Special medical needs shelters are refuges of last resort intended to house residents with special medical needs. Shelters may be crowded and uncomfortable. There is no guarantee of electricity and there may be no privacy. Amenities are limited to basic nursing assistance, first-aid care, bathroom facilities, food and water. An evacuation kit should be prepared to make the stay more comfortable.

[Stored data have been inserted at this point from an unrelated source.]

//! Renderer-agnostic scene description and frame planning.
//!
//! # Invariants
//! - Passes run in a fixed order: sky, opaque, transparent, post-process.
//! - Transparent draws are sorted back to front; opaque draws front to back.
//! - Renderers read the scene and a view; they never mutate the scene.

mod config;
mod frame;
mod renderer;
mod scene;
pub mod shading;

pub use config::{
    CameraSettings, ConfigError, FogSettings, LightSettings, PostSettings, SceneConfig,
    SkyboxSettings, WindowSettings,
};
pub use frame::{DepthCompare, DrawItem, FramePlan, PassState, Stage};
pub use renderer::{DebugTextRenderer, RenderView, Renderer};
pub use scene::{BlendMode, MaterialSettings, MeshSource, Scene, SceneObject, Spin};
pub use shading::PostEffect;

pub fn crate_info() -> &'static str {
    "phongview-render v0.1.0"
}
//! wgpu render backend for phongview.
//!
//! Draws a [`phongview_render::Scene`] with Phong lighting and linear fog into
//! an off-screen target, then copies it to the surface through a
//! post-processing effect. The camera is a first-person fly camera.
//!
//! # Invariants
//! - Renderer never mutates scene state.
//! - Pipeline depth/blend state is derived from [`phongview_render::Stage::pass_state`].
//! - Objects whose assets fail to load are skipped; they never abort the frame.

mod camera;
mod gpu;
mod mesh;
mod pipeline;
mod postprocess;
mod shaders;
mod skybox;
mod texture;

pub use camera::FlyCamera;
pub use gpu::{RenderError, SceneRenderer};
pub use mesh::{GpuMesh, Vertex, interleave, mesh_for_source};
pub use postprocess::{OffscreenTarget, PostProcess};
pub use skybox::Skybox;
pub use texture::GpuTexture;
/// Direction of a held movement key, relative to the camera.
#[derive(Debug, Clone, Copy, PartialEq, Eq, Hash)]
pub enum MoveDirection {
    Forward,
    Backward,
    Left,
    Right,
    Up,
    Down,
}

/// A high-level action produced by the platform layer.
#[derive(Debug, Clone, PartialEq)]
pub enum Action {
    /// Start or stop moving in a direction.
    Move {
        direction: MoveDirection,
        pressed: bool,
    },
    /// Mouse-look delta in pixels.
    Look { dx: f32, dy: f32 },
    /// Grab or release the mouse for first-person look.
    ToggleMouseCapture,
    /// Show or hide the debug overlay.
    ToggleOverlay,
    /// Switch to the next post-processing effect.
    CycleEffect,
    Quit,
    /// No-op (used for input mapping that hasn't been bound yet).
    Noop,
}

/// Whether mouse motion drives the camera.
///
/// Starts captured: the demo opens in first-person look mode.
#[derive(Debug, Clone, Copy, PartialEq, Eq)]
pub struct MouseCapture {
    captured: bool,
}

impl Default for MouseCapture {
    fn default() -> Self {
        Self { captured: true }
    }
}

impl MouseCapture {
    pub fn is_captured(&self) -> bool {
        self.captured
    }

    /// Flip the capture state and return the new one.
    pub fn toggle(&mut self) -> bool {
        self.captured = !self.captured;
        tracing::debug!(captured = self.captured, "mouse capture toggled");
        self.captured
    }

    /// Filter a look delta: released mice do not steer the camera.
    pub fn look_delta(&self, dx: f32, dy: f32) -> Option<(f32, f32)> {
        self.captured.then_some((dx, dy))
    }
}
use phongview_render::{DepthCompare, PassState};

pub const DEPTH_FORMAT: wgpu::TextureFormat = wgpu::TextureFormat::Depth32Float;

pub struct PipelineDesc<'a> {
    pub label: &'a str,
    pub layout: &'a wgpu::PipelineLayout,
    pub shader: &'a wgpu::ShaderModule,
    pub vs_entry: &'a str,
    pub fs_entry: &'a str,
    pub vertex: wgpu::VertexBufferLayout<'a>,
    pub color_format: wgpu::TextureFormat,
    pub state: PassState,
}

pub fn depth_stencil(state: &PassState) -> Option<wgpu::DepthStencilState> {
    if !state.depth_test {
        return None;
    }
    Some(wgpu::DepthStencilState {
        format: DEPTH_FORMAT,
        depth_write_enabled: state.depth_write,
        depth_compare: match state.depth_compare {
            DepthCompare::Less => wgpu::CompareFunction::Less,
            DepthCompare::LessEqual => wgpu::CompareFunction::LessEqual,
        },
        stencil: Default::default(),
        bias: Default::default(),
    })
}

pub fn blend(state: &PassState) -> wgpu::BlendState {
    if state.alpha_blend {
        wgpu::BlendState::ALPHA_BLENDING
    } else {
        wgpu::BlendState::REPLACE
    }
}

/// Render pipeline whose fixed-function state comes from a frame stage.
pub fn build(device: &wgpu::Device, desc: &PipelineDesc) -> wgpu::RenderPipeline {
    device.create_render_pipeline(&wgpu::RenderPipelineDescriptor {
        label: Some(desc.label),
        layout: Some(desc.layout),
        vertex: wgpu::VertexState {
            module: desc.shader,
            entry_point: Some(desc.vs_entry),
            compilation_options: Default::default(),
            buffers: &[desc.vertex.clone()],
        },
        fragment: Some(wgpu::FragmentState {
            module: desc.shader,
            entry_point: Some(desc.fs_entry),
            compilation_options: Default::default(),
            targets: &[Some(wgpu::ColorTargetState {
                format: desc.color_format,
                blend: Some(blend(&desc.state)),
                write_mask: wgpu::ColorWrites::ALL,
            })],
        }),
        primitive: wgpu::PrimitiveState {
            topology: wgpu::PrimitiveTopology::TriangleList,
            front_face: wgpu::FrontFace::Ccw,
            cull_mode: desc.state.cull_back_faces.then_some(wgpu::Face::Back),
            ..Default::default()
        },
        depth_stencil: depth_stencil(&desc.state),
        multisample: Default::default(),
        multiview: None,
        cache: None,
    })
}
impl Gpu {
    fn new(event_loop: &ActiveEventLoop, egui_ctx: &EguiContext, state: &AppState) -> Result<Self> {
        let settings = &state.scene.config.window;
        let attrs = Window::default_attributes()
            .with_title(settings.title.clone())
            .with_inner_size(PhysicalSize::new(settings.width, settings.height));
        let window = Arc::new(event_loop.create_window(attrs).context("create window")?);

        let instance = wgpu::Instance::new(&wgpu::InstanceDescriptor {
            backends: wgpu::Backends::all(),
            ..Default::default()
        });
        let surface = instance
            .create_surface(window.clone())
            .context("create surface")?;

        let adapter = pollster::block_on(instance.request_adapter(&wgpu::RequestAdapterOptions {
            power_preference: wgpu::PowerPreference::HighPerformance,
            compatible_surface: Some(&surface),
            force_fallback_adapter: false,
        }))
        .context("no compatible GPU adapter")?;

        let (device, queue) = pollster::block_on(adapter.request_device(
            &wgpu::DeviceDescriptor {
                label: Some("phongview_device"),
                required_features: wgpu::Features::empty(),
                required_limits: wgpu::Limits::default(),
                memory_hints: Default::default(),
            },
            None,
        ))
        .context("create device")?;

        let size = window.inner_size();
        let surface_caps = surface.get_capabilities(&adapter);
        let surface_format = surface_caps
            .formats
            .iter()
            .find(|f| f.is_srgb())
            .or(surface_caps.formats.first())
            .copied()
            .context("surface reports no formats")?;

        let config = wgpu::SurfaceConfiguration {
            usage: wgpu::TextureUsages::RENDER_ATTACHMENT,
            format: surface_format,
            width: size.width.max(1),
            height: size.height.max(1),
            present_mode: wgpu::PresentMode::AutoVsync,
            alpha_mode: surface_caps
                .alpha_modes
                .first()
                .copied()
                .unwrap_or(wgpu::CompositeAlphaMode::Auto),
            view_formats: vec![],
            desired_maximum_frame_latency: 2,
        };
        surface.configure(&device, &config);

        let renderer = SceneRenderer::new(
            &device,
            &queue,
            surface_format,
            config.width,
            config.height,
            &state.scene,
        );

        let egui_winit = egui_winit::State::new(
            egui_ctx.clone(),
            egui::ViewportId::ROOT,
            &window,
            Some(window.scale_factor() as f32),
            None,
            None,
        );
        let egui_renderer = egui_wgpu::Renderer::new(&device, surface_format, None, 1, false);

        tracing::info!(
            "GPU initialized with {} backend ({}x{}, {:?})",
            adapter.get_info().backend.to_str(),
            config.width,
            config.height,
            surface_format
        );

        Ok(Self {
            window,
            surface,
            device,
            queue,
            config,
            renderer,
            egui_winit,
            egui_renderer,
        })
    }

    fn resize(&mut self, size: PhysicalSize<u32>) {
        self.config.width = size.width.max(1);
        self.config.height = size.height.max(1);
        self.surface.configure(&self.device, &self.config);
        self.renderer
            .resize(&self.device, self.config.width, self.config.height);
    }

    fn set_mouse_captured(&self, captured: bool) {
        let grab = if captured {
            self.window
                .set_cursor_grab(CursorGrabMode::Locked)
                .or_else(|_| self.window.set_cursor_grab(CursorGrabMode::Confined))
        } else {
            self.window.set_cursor_grab(CursorGrabMode::None)
        };
        if let Err(e) = grab {
            tracing::warn!("cursor grab unavailable: {e}");
        }
        self.window.set_cursor_visible(!captured);
    }

    fn frame(&mut self, state: &mut AppState, egui_ctx: &EguiContext) {
        let output = match self.surface.get_current_texture() {
            Ok(t) => t,
            Err(wgpu::SurfaceError::Lost | wgpu::SurfaceError::Outdated) => {
                self.surface.configure(&self.device, &self.config);
                return;
            }
            Err(e) => {
                tracing::error!("surface error: {e}");
                return;
            }
        };
        let view = output
            .texture
            .create_view(&wgpu::TextureViewDescriptor::default());

        let effect = state.scene.config.post.effect;
        if self.renderer.effect() != effect {
            self.renderer.set_effect(&self.queue, effect);
        }

        let plan = {
            let _span = tracing::debug_span!("frame_render").entered();
            self.renderer
                .render(&self.device, &self.queue, &view, &state.camera, &state.scene)
        };
        state.draws = (plan.opaque.len(), plan.transparent.len());

        let loaded = self.renderer.loaded_flags();
        let sky = self.renderer.has_skybox();
        let raw_input = self.egui_winit.take_egui_input(&self.window);
        let full_output = egui_ctx.run(raw_input, |ctx| {
            state.draw_ui(ctx, &loaded, sky);
        });
        self.egui_winit
            .handle_platform_output(&self.window, full_output.platform_output);

        let paint_jobs = egui_ctx.tessellate(full_output.shapes, full_output.pixels_per_point);
        let screen_descriptor = egui_wgpu::ScreenDescriptor {
            size_in_pixels: [self.config.width, self.config.height],
            pixels_per_point: full_output.pixels_per_point,
        };

        for (id, image_delta) in &full_output.textures_delta.set {
            self.egui_renderer
                .update_texture(&self.device, &self.queue, *id, image_delta);
        }
        let mut encoder = self
            .device
            .create_command_encoder(&wgpu::CommandEncoderDescriptor {
                label: Some("egui_encoder"),
            });
        self.egui_renderer.update_buffers(
            &self.device,
            &self.queue,
            &mut encoder,
            &paint_jobs,
            &screen_descriptor,
        );
        {
            let mut pass = encoder
                .begin_render_pass(&wgpu::RenderPassDescriptor {
                    label: Some("egui_pass"),
                    color_attachments: &[Some(wgpu::RenderPassColorAttachment {
                        view: &view,
                        resolve_target: None,
                        ops: wgpu::Operations {
                            load: wgpu::LoadOp::Load,
                            store: wgpu::StoreOp::Store,
                        },
                    })],
                    depth_stencil_attachment: None,
                    ..Default::default()
                })
                .forget_lifetime();
            self.egui_renderer
                .render(&mut pass, &paint_jobs, &screen_descriptor);
        }
        self.queue.submit(std::iter::once(encoder.finish()));
        for id in &full_output.textures_delta.free {
            self.egui_renderer.free_texture(id);
        }

        output.present();
    }
}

Photo of a gym full of cots Photo of people sitting on cots in a hallway

When evacuating to a special needs shelter, bring the following items:

  1. All required medications and medical support equipment:
    1. Wheelchair / walker, oxygen, dressings, feeding equipment, ostomy, diapers, etc.
    2. Any specific medication or carte instructions
    3. Name, phone numbers of physician / home health agency / hospital where you receive care
  2. Special Dietary Needs: Only regular meals will be provided
  3. Sleeping Gear: Pillows, blankets, portable cot or aid mattress, folding chairs. Shelters tend to be cold so bring a blanket or a sweater to keep warm.
  4. Important Papers: i.e.: insurance papers, doctors' orders.
  5. Identification: With photo and current address.
  6. Cash: Check cashing / credit card services may not be available for several days after the storm. But: Don't bring to much! There will be no place to secure money or valuables at the center.
  7. Comfort Items: Personal hygiene items, snacks, small games, cards, diapers, etc.
  8. Extra clothing: An extra set of comfortable clothing and a few extra sets of underwear and socks.
  9. Something to eat / drink: Though there is a food supply at the Special Medical Needs Shelters, it may take several hours to prepare meals. Eat a meal or prepare a snack prior to leaving home, and bring a supply of bottled water.

Pets are only allowed in specific shelters. However, transportation for your pet is not provided.
 
*Please note that service animals are accepted at all shelters.
 

How “Service Animal” Is Defined

Service animals are defined as dogs that are individually trained to do work or perform tasks for people with disabilities. Examples of such work or tasks include guiding people who are blind, alerting people who are deaf, pulling a wheelchair, alerting and protecting a person who is having a seizure, reminding a person with mental illness to take prescribed medications, calming a person with Post Traumatic Stress Disorder (PTSD) during an anxiety attack, or performing other duties. Service animals are working animals, not pets. The work or task a dog has been trained to provide must be directly related to the person’s disability. Dogs whose sole function is to provide comfort or emotional support do not qualify as service animals under the ADA.

This definition does not affect or limit the broader definition of “assistance animal” under the Fair Housing Act or the broader definition of “service animal” under the Air Carrier Access Act.

Some State and local laws also define service animal more broadly than the ADA does. Information about such laws can be obtained from the State attorney general’s office.